--- TASK DETAILS ---
Would you return the material below exactly, with no line left out?

─── SOURCE MATERIAL ───

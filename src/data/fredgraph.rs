//! FRED `fredgraph.csv` download and normalization.
//!
//! The endpoint returns two columns — a date and a value — with a header row
//! we discard. FRED's convention for "no data" is a `.` cell; such rows are
//! expected missingness, not an error, and are dropped silently.

use chrono::NaiveDate;
use reqwest::blocking::Client;

use crate::domain::SeriesTable;
use crate::error::AppError;

const DEFAULT_BASE_URL: &str = "https://fred.stlouisfed.org/graph/fredgraph.csv";

/// Environment override for the download endpoint (useful for mirrors and
/// integration tests against a local server).
const BASE_URL_ENV: &str = "FREDGRAPH_BASE_URL";

pub struct FredGraphClient {
    client: Client,
    base_url: String,
}

impl FredGraphClient {
    /// Build a client using the default endpoint, honoring `.env` and the
    /// `FREDGRAPH_BASE_URL` override.
    pub fn new() -> Self {
        dotenvy::dotenv().ok();
        let base_url =
            std::env::var(BASE_URL_ENV).unwrap_or_else(|_| DEFAULT_BASE_URL.to_string());
        Self::with_base_url(base_url)
    }

    pub fn with_base_url(base_url: impl Into<String>) -> Self {
        Self {
            client: Client::new(),
            base_url: base_url.into(),
        }
    }

    /// Download and normalize one series.
    ///
    /// The returned table is sorted ascending by date, has unique dates, and
    /// contains no missing values.
    pub fn fetch_series(&self, series_id: &str) -> Result<SeriesTable, AppError> {
        let series_id = series_id.trim();
        if series_id.is_empty() {
            return Err(AppError::invalid("Series id must not be empty."));
        }

        let resp = self
            .client
            .get(&self.base_url)
            .query(&[("id", series_id)])
            .send()
            .map_err(|e| AppError::runtime(format!("Request for series {series_id} failed: {e}")))?;

        if !resp.status().is_success() {
            return Err(AppError::runtime(format!(
                "Request for series {series_id} failed with status {}.",
                resp.status()
            )));
        }

        let body = resp
            .text()
            .map_err(|e| AppError::runtime(format!("Failed to read response for {series_id}: {e}")))?;

        parse_fredgraph_csv(series_id, &body)
    }
}

impl Default for FredGraphClient {
    fn default() -> Self {
        Self::new()
    }
}

/// Parse fredgraph CSV text into a normalized series.
///
/// Rows whose value cell does not parse as a finite number are dropped; a
/// date cell that does not parse is a malformed response and fails the fetch.
pub fn parse_fredgraph_csv(series_id: &str, body: &str) -> Result<SeriesTable, AppError> {
    let mut reader = csv::ReaderBuilder::new()
        .flexible(true)
        .trim(csv::Trim::All)
        .from_reader(body.as_bytes());

    let mut rows: Vec<(NaiveDate, f64)> = Vec::new();
    for result in reader.records() {
        let record = result
            .map_err(|e| AppError::runtime(format!("Malformed CSV for {series_id}: {e}")))?;

        let Some(date_cell) = record.get(0).map(str::trim).filter(|s| !s.is_empty()) else {
            continue;
        };

        let value = match record.get(1).and_then(parse_value) {
            Some(v) => v,
            None => continue,
        };

        let date = NaiveDate::parse_from_str(date_cell, "%Y-%m-%d").map_err(|e| {
            AppError::runtime(format!("Invalid date '{date_cell}' for {series_id}: {e}"))
        })?;

        rows.push((date, value));
    }

    let table = SeriesTable::from_raw(series_id, rows);
    if table.is_empty() {
        return Err(AppError::no_data(format!(
            "No observations returned for series {series_id}."
        )));
    }

    Ok(table)
}

fn parse_value(raw: &str) -> Option<f64> {
    let trimmed = raw.trim();
    if trimmed == "." || trimmed.is_empty() {
        return None;
    }
    let v = trimmed.parse::<f64>().ok()?;
    if v.is_finite() { Some(v) } else { None }
}

#[cfg(test)]
mod tests {
    use super::*;

    #[test]
    fn parses_and_drops_missing_rows() {
        let body = "DATE,GDP\n2020-01-01,100.5\n2020-04-01,.\n2020-07-01,101.25\n";
        let table = parse_fredgraph_csv("GDP", body).unwrap();

        assert_eq!(table.id, "GDP");
        assert_eq!(table.len(), 2);
        assert!((table.obs[0].value - 100.5).abs() < 1e-12);
        assert!((table.obs[1].value - 101.25).abs() < 1e-12);
    }

    #[test]
    fn output_is_strictly_ascending() {
        let body = "DATE,X\n2021-01-01,3\n2019-01-01,1\n2020-01-01,2\n";
        let table = parse_fredgraph_csv("X", body).unwrap();

        for pair in table.obs.windows(2) {
            assert!(pair[0].date < pair[1].date);
        }
    }

    #[test]
    fn all_missing_is_no_data() {
        let body = "DATE,X\n2020-01-01,.\n2020-02-01,.\n";
        let err = parse_fredgraph_csv("X", body).unwrap_err();
        assert_eq!(err.exit_code(), 3);
    }

    #[test]
    fn bad_date_is_malformed_content() {
        let body = "DATE,X\nnot-a-date,1.0\n";
        let err = parse_fredgraph_csv("X", body).unwrap_err();
        assert_eq!(err.exit_code(), 4);
    }

    #[test]
    fn non_numeric_values_are_dropped_not_fatal() {
        let body = "DATE,X\n2020-01-01,n/a\n2020-02-01,5.0\n";
        let table = parse_fredgraph_csv("X", body).unwrap();
        assert_eq!(table.len(), 1);
        assert!((table.obs[0].value - 5.0).abs() < 1e-12);
    }
}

───

--- TASK ANSWER ---
filename src/data/fredgraph.rs
//! FRED `fredgraph.csv` download and normalization.
//!
//! The endpoint returns two columns — a date and a value — with a header row
//! we discard. FRED's convention for "no data" is a `.` cell; such rows are
//! expected missingness, not an error, and are dropped silently.

use chrono::NaiveDate;
use reqwest::blocking::Client;

use crate::domain::SeriesTable;
use crate::error::AppError;

const DEFAULT_BASE_URL: &str = "https://fred.stlouisfed.org/graph/fredgraph.csv";

/// Environment override for the download endpoint (useful for mirrors and
/// integration tests against a local server).
const BASE_URL_ENV: &str = "FREDGRAPH_BASE_URL";

pub struct FredGraphClient {
    client: Client,
    base_url: String,
}

impl FredGraphClient {
    /// Build a client using the default endpoint, honoring `.env` and the
    /// `FREDGRAPH_BASE_URL` override.
    pub fn new() -> Self {
        dotenvy::dotenv().ok();
        let base_url =
            std::env::var(BASE_URL_ENV).unwrap_or_else(|_| DEFAULT_BASE_URL.to_string());
        Self::with_base_url(base_url)
    }

    pub fn with_base_url(base_url: impl Into<String>) -> Self {
        Self {
            client: Client::new(),
            base_url: base_url.into(),
        }
    }

    /// Download and normalize one series.
    ///
    /// The returned table is sorted ascending by date, has unique dates, and
    /// contains no missing values.
    pub fn fetch_series(&self, series_id: &str) -> Result<SeriesTable, AppError> {
        let series_id = series_id.trim();
        if series_id.is_empty() {
            return Err(AppError::invalid("Series id must not be empty."));
        }

        let resp = self
            .client
            .get(&self.base_url)
            .query(&[("id", series_id)])
            .send()
            .map_err(|e| AppError::runtime(format!("Request for series {series_id} failed: {e}")))?;

        if !resp.status().is_success() {
            return Err(AppError::runtime(format!(
                "Request for series {series_id} failed with status {}.",
                resp.status()
            )));
        }

        let body = resp
            .text()
            .map_err(|e| AppError::runtime(format!("Failed to read response for {series_id}: {e}")))?;

        parse_fredgraph_csv(series_id, &body)
    }
}

impl Default for FredGraphClient {
    fn default() -> Self {
        Self::new()
    }
}

/// Parse fredgraph CSV text into a normalized series.
///
/// Rows whose value cell does not parse as a finite number are dropped; a
/// date cell that does not parse is a malformed response and fails the fetch.
pub fn parse_fredgraph_csv(series_id: &str, body: &str) -> Result<SeriesTable, AppError> {
    let mut reader = csv::ReaderBuilder::new()
        .flexible(true)
        .trim(csv::Trim::All)
        .from_reader(body.as_bytes());

    let mut rows: Vec<(NaiveDate, f64)> = Vec::new();
    for result in reader.records() {
        let record = result
            .map_err(|e| AppError::runtime(format!("Malformed CSV for {series_id}: {e}")))?;

        let Some(date_cell) = record.get(0).map(str::trim).filter(|s| !s.is_empty()) else {
            continue;
        };

        let value = match record.get(1).and_then(parse_value) {
            Some(v) => v,
            None => continue,
        };

        let date = NaiveDate::parse_from_str(date_cell, "%Y-%m-%d").map_err(|e| {
            AppError::runtime(format!("Invalid date '{date_cell}' for {series_id}: {e}"))
        })?;

        rows.push((date, value));
    }

    let table = SeriesTable::from_raw(series_id, rows);
    if table.is_empty() {
        return Err(AppError::no_data(format!(
            "No observations returned for series {series_id}."
        )));
    }

    Ok(table)
}

fn parse_value(raw: &str) -> Option<f64> {
    let trimmed = raw.trim();
    if trimmed == "." || trimmed.is_empty() {
        return None;
    }
    let v = trimmed.parse::<f64>().ok()?;
    if v.is_finite() { Some(v) } else { None }
}

#[cfg(test)]
mod tests {
    use super::*;

    #[test]
    fn parses_and_drops_missing_rows() {
        let body = "DATE,GDP\n2020-01-01,100.5\n2020-04-01,.\n2020-07-01,101.25\n";
        let table = parse_fredgraph_csv("GDP", body).unwrap();

        assert_eq!(table.id, "GDP");
        assert_eq!(table.len(), 2);
        assert!((table.obs[0].value - 100.5).abs() < 1e-12);
        assert!((table.obs[1].value - 101.25).abs() < 1e-12);
    }

    #[test]
    fn output_is_strictly_ascending() {
        let body = "DATE,X\n2021-01-01,3\n2019-01-01,1\n2020-01-01,2\n";
        let table = parse_fredgraph_csv("X", body).unwrap();

        for pair in table.obs.windows(2) {
            assert!(pair[0].date < pair[1].date);
        }
    }

    #[test]
    fn all_missing_is_no_data() {
        let body = "DATE,X\n2020-01-01,.\n2020-02-01,.\n";
        let err = parse_fredgraph_csv("X", body).unwrap_err();
        assert_eq!(err.exit_code(), 3);
    }

    #[test]
    fn bad_date_is_malformed_content() {
        let body = "DATE,X\nnot-a-date,1.0\n";
        let err = parse_fredgraph_csv("X", body).unwrap_err();
        assert_eq!(err.exit_code(), 4);
    }

    #[test]
    fn non_numeric_values_are_dropped_not_fatal() {
        let body = "DATE,X\n2020-01-01,n/a\n2020-02-01,5.0\n";
        let table = parse_fredgraph_csv("X", body).unwrap();
        assert_eq!(table.len(), 1);
        assert!((table.obs[0].value - 5.0).abs() < 1e-12);
    }
}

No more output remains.